Would you copy each line of the data below that has "false"?

Start of Source material

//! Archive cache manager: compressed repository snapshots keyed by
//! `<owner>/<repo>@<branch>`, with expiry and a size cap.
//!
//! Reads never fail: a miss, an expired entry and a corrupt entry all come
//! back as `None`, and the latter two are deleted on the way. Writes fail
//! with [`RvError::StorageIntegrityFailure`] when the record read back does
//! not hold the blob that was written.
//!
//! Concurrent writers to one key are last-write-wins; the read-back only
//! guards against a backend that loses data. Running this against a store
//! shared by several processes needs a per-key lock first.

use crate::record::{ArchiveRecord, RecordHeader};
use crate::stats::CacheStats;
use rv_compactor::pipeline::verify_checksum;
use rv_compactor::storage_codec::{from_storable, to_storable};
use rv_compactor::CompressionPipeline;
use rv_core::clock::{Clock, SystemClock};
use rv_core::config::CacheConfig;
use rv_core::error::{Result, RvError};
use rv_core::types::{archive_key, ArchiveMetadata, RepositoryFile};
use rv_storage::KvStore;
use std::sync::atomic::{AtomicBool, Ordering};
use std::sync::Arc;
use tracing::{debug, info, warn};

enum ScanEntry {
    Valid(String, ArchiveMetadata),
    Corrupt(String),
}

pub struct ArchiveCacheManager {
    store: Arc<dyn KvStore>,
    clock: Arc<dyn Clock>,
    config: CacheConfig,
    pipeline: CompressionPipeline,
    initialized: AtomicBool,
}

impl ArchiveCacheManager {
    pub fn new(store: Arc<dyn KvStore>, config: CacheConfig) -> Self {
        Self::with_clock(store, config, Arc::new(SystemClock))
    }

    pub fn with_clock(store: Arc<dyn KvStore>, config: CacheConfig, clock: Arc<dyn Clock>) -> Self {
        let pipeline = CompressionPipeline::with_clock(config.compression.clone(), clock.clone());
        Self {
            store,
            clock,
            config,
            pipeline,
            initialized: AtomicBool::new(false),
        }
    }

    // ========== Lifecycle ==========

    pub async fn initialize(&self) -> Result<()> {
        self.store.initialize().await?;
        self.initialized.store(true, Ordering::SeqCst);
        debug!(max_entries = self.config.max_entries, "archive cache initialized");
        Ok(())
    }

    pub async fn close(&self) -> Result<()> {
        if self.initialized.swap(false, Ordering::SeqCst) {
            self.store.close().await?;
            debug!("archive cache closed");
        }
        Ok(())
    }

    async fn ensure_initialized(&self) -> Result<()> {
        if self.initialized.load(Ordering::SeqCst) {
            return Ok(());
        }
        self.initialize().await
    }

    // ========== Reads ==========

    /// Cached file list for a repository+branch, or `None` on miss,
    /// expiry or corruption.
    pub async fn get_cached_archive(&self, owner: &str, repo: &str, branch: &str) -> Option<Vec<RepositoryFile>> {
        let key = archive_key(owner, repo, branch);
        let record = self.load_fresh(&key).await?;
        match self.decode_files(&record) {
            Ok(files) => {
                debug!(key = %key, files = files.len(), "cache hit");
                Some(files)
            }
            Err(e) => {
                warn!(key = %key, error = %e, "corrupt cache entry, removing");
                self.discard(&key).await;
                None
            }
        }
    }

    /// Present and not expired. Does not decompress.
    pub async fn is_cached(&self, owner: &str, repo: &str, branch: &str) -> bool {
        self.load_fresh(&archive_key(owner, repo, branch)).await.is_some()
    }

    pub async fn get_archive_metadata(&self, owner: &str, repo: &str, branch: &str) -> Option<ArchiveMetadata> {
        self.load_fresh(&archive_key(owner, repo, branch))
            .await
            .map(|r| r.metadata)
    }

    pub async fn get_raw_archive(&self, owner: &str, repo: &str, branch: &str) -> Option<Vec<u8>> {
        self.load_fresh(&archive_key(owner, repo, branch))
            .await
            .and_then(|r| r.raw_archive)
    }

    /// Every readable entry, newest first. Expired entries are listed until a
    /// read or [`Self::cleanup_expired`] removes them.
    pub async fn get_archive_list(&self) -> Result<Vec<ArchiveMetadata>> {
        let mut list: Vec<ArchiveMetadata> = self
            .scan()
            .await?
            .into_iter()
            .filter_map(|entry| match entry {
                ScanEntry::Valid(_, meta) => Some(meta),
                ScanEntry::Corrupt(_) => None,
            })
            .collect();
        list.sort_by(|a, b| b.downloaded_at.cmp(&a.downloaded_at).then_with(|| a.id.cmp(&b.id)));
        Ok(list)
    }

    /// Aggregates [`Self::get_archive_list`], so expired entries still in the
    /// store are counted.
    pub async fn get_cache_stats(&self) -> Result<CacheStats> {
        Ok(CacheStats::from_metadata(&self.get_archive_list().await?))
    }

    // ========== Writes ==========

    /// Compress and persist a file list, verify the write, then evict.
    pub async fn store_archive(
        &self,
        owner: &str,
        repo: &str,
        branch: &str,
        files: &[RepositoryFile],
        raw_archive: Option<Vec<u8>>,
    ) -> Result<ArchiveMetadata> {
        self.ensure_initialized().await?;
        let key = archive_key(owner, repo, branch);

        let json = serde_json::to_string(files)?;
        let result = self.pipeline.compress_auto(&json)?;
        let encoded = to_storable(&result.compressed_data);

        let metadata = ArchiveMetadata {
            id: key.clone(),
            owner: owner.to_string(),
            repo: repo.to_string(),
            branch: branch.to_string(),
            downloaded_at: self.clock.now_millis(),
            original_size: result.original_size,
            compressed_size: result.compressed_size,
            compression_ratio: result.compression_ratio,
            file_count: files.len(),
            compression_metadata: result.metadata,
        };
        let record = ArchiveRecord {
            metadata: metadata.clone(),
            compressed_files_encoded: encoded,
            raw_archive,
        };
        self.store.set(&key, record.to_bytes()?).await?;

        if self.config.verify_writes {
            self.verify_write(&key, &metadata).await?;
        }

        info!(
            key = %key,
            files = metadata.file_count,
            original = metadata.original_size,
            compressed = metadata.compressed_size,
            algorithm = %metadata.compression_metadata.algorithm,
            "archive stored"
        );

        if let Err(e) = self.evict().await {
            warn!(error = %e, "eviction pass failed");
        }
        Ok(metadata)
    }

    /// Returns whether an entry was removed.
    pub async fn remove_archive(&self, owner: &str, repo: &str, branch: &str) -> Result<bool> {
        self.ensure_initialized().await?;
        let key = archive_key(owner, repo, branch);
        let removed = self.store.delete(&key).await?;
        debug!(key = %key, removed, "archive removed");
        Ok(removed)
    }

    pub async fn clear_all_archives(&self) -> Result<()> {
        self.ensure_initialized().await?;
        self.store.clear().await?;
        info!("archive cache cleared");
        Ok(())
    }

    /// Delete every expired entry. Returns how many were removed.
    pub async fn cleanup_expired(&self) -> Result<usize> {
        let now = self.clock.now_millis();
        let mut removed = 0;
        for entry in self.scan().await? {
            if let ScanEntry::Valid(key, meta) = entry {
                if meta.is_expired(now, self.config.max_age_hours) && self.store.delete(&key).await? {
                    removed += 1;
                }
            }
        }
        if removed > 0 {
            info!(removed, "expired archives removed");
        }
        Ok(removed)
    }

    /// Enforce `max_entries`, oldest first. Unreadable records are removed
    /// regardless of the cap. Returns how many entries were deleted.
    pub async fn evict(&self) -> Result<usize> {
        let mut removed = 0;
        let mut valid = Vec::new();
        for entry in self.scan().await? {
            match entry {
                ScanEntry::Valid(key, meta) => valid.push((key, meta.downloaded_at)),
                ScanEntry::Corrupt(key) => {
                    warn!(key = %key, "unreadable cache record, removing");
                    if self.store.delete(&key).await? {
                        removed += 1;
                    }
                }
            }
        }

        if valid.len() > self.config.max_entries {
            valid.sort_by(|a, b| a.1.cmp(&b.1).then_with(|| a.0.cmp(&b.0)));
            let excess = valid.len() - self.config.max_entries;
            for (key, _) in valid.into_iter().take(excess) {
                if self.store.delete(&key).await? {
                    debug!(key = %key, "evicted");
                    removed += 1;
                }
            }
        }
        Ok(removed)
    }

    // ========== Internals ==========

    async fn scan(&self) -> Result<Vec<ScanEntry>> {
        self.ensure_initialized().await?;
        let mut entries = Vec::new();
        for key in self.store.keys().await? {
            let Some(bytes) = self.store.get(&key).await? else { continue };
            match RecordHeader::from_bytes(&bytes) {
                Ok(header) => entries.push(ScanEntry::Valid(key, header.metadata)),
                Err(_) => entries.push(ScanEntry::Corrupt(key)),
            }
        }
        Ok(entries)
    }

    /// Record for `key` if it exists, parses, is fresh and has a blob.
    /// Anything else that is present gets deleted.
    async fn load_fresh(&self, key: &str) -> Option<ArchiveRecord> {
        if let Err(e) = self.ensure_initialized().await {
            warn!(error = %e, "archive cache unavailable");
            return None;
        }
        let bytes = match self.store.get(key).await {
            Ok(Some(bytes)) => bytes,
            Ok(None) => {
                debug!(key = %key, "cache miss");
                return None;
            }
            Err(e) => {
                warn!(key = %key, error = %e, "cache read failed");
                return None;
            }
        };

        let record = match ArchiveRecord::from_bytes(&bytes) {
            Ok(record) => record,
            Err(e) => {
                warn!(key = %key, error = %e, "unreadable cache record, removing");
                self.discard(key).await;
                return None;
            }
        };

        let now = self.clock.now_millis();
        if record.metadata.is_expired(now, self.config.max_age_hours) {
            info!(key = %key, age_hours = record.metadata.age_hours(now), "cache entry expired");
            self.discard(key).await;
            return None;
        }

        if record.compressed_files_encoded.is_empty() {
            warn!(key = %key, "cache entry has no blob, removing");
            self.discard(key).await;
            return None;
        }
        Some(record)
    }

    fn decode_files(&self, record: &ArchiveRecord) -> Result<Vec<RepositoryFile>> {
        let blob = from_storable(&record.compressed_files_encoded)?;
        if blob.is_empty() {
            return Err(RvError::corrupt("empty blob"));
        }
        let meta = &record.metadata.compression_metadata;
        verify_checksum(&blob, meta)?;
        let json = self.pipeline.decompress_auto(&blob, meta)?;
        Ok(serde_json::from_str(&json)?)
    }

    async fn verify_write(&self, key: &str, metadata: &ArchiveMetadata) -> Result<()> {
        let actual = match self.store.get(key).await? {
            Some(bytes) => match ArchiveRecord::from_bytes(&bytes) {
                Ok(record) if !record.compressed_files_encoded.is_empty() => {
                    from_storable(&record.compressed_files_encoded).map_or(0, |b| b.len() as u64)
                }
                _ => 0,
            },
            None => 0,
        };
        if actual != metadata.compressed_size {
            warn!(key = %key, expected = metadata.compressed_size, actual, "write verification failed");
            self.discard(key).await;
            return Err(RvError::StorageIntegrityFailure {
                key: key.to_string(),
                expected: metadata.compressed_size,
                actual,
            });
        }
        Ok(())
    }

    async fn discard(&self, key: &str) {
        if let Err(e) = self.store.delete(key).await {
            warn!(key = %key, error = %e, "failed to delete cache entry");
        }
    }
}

End of Source material

[Written reply]
            initialized: AtomicBool::new(false),
        if self.initialized.swap(false, Ordering::SeqCst) {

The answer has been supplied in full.